ACTIVITY: Read through the data and report every line in which the word "filter" occurs.

[Saved data entries]

--*--

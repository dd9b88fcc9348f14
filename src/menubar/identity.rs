use crate::ax::attribute::{self, ProcessId};
use crate::ax::probe::AttributeProbe;
use crate::platform::process::ProcessRegistry;

/// Prefix of identifiers given to synthesized helper-application entries.
pub const SYNTHETIC_PREFIX: &str = "app::";

/// First non-empty trimmed label among title, description and help.
pub fn read_label<P: AttributeProbe>(probe: &P, element: &P::Element) -> Option<String> {
    attribute::LABEL_ATTRIBUTES.iter().find_map(|key| {
        probe
            .read_string(element, key)
            .map(|s| s.trim().to_string())
            .filter(|s| !s.is_empty())
    })
}

/// Label of `element`, falling back to its owner's display name and then
/// to its pid. Never empty.
pub fn derive_title<D>(desktop: &D, element: &D::Element, pid: ProcessId) -> String
where
    D: AttributeProbe + ProcessRegistry,
{
    read_label(desktop, element).unwrap_or_else(|| fallback_title(desktop.display_name(pid).as_deref(), pid))
}

pub fn fallback_title(display_name: Option<&str>, pid: ProcessId) -> String {
    match display_name.map(str::trim).filter(|n| !n.is_empty()) {
        Some(name) => app_item_title(name),
        None => format!("Menu item {pid}"),
    }
}

pub fn app_item_title(name: &str) -> String {
    format!("{name} menu item")
}

/// `AXIdentifier` when present, otherwise `<role>::<lowercased title>`.
pub fn stable_identifier<P: AttributeProbe>(probe: &P, element: &P::Element, title: &str) -> String {
    if let Some(id) = probe
        .read_string(element, attribute::IDENTIFIER)
        .filter(|id| !id.is_empty())
    {
        return id;
    }

    let role = probe
        .read_string(element, attribute::ROLE)
        .unwrap_or_else(|| "unknown".to_string());
    format!("{}::{}", role, title.to_lowercase())
}

pub fn synthetic_identifier(bundle_id: Option<&str>, pid: ProcessId) -> String {
    match bundle_id.filter(|b| !b.is_empty()) {
        Some(bundle) => format!("{SYNTHETIC_PREFIX}{bundle}"),
        None => format!("{SYNTHETIC_PREFIX}{pid}"),
    }
}

pub fn is_synthetic_identifier(identifier: &str) -> bool {
    identifier.starts_with(SYNTHETIC_PREFIX)
}

/// Deduplication key: `<pid>::<lowercased title>`.
pub fn dedup_key(pid: ProcessId, title: &str) -> String {
    format!("{}::{}", pid, title.to_lowercase())
}
pub mod fixture;
#[cfg(target_os = "macos")]
pub mod macos;
pub mod process;

use crate::ax::probe::AttributeProbe;
use crate::platform::process::{PermissionOracle, ProcessRegistry};

/// Everything the engine needs from the host platform.
pub trait Desktop: AttributeProbe + ProcessRegistry + PermissionOracle {}

impl<T> Desktop for T where T: AttributeProbe + ProcessRegistry + PermissionOracle {}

--*--

EXERCISE SOLUTION:
            .filter(|s| !s.is_empty())
    match display_name.map(str::trim).filter(|n| !n.is_empty()) {
        .filter(|id| !id.is_empty())
    match bundle_id.filter(|b| !b.is_empty()) {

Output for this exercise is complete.